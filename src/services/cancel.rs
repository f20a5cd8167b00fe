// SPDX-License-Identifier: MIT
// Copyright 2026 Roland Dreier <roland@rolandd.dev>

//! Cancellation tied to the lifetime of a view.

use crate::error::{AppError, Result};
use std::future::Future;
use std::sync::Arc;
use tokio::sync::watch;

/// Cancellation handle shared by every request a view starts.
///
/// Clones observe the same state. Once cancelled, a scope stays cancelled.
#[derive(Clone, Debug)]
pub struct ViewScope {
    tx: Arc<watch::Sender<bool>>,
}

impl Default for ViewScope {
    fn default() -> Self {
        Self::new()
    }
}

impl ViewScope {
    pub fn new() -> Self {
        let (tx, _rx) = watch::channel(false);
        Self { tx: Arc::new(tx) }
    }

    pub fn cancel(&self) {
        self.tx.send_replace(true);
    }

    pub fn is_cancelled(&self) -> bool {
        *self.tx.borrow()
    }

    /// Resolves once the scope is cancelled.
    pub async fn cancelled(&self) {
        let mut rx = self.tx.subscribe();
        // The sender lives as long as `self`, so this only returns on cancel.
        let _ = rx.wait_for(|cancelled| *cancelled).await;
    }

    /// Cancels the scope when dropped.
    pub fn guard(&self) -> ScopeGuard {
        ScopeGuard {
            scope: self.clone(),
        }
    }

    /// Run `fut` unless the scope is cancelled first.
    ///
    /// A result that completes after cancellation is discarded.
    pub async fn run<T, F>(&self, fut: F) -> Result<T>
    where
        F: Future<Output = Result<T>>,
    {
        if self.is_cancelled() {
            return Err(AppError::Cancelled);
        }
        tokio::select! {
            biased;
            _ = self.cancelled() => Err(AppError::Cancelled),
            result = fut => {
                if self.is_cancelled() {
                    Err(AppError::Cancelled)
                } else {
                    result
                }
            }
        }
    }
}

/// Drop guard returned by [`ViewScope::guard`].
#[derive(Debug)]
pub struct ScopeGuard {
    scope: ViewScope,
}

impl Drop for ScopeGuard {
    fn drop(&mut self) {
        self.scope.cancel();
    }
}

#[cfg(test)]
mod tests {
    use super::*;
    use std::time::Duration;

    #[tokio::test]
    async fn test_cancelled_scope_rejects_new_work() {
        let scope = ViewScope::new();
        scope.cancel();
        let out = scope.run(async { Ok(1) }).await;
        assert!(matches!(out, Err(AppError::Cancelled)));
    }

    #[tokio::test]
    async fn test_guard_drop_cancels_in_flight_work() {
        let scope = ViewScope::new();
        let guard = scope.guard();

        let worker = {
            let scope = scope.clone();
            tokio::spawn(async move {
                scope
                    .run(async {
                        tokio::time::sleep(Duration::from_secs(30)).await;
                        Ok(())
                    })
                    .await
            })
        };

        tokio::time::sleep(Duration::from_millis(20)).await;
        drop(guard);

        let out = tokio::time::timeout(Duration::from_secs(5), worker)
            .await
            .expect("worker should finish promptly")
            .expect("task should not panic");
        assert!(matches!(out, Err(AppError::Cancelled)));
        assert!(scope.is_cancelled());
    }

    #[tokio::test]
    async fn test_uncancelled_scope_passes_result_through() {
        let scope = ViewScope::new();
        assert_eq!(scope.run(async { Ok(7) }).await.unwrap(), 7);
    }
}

□ □ □

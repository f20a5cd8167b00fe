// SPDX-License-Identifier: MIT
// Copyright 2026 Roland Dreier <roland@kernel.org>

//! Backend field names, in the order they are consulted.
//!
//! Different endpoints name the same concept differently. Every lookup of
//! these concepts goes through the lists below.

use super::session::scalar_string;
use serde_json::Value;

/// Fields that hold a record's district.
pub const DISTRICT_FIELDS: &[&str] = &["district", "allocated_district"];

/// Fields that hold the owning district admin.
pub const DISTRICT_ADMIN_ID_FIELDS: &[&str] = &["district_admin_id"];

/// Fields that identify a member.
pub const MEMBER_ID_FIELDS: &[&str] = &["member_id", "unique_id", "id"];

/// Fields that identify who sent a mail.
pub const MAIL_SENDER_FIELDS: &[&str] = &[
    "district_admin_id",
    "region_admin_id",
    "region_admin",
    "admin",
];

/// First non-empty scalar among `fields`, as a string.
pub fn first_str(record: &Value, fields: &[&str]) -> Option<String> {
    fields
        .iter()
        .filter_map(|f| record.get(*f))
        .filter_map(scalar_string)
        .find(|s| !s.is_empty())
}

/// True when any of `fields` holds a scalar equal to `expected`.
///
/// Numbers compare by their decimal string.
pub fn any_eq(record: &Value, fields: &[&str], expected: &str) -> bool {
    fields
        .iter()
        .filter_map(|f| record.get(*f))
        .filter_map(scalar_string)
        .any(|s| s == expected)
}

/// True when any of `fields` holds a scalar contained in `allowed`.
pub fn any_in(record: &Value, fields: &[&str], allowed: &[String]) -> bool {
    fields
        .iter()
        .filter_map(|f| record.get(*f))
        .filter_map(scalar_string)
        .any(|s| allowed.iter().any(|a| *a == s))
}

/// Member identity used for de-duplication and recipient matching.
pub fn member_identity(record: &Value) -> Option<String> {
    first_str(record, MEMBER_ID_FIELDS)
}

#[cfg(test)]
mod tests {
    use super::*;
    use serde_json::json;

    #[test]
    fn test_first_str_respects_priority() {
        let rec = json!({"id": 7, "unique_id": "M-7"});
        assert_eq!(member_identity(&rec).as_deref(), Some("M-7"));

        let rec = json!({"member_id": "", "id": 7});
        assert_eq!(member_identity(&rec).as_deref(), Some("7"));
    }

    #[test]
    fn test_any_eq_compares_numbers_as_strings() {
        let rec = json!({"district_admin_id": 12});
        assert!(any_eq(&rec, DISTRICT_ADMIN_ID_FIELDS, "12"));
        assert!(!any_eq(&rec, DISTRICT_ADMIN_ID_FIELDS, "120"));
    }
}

□ □ □

- WHAT THE TASK REQUIRES
Starting at the line that has "filename src/services/cancel.rs" and ending at the line that has "impl Default for", please write out the lines above exactly, leaving out all others.

- YOUR SOLUTION
filename src/services/cancel.rs
repository f20a5cd8167b00fe
// SPDX-License-Identifier: MIT
// Copyright 2026 Roland Dreier <roland@rolandd.dev>

//! Cancellation tied to the lifetime of a view.

use crate::error::{AppError, Result};
use std::future::Future;
use std::sync::Arc;
use tokio::sync::watch;

/// Cancellation handle shared by every request a view starts.
///
/// Clones observe the same state. Once cancelled, a scope stays cancelled.
#[derive(Clone, Debug)]
pub struct ViewScope {
    tx: Arc<watch::Sender<bool>>,
}

impl Default for ViewScope {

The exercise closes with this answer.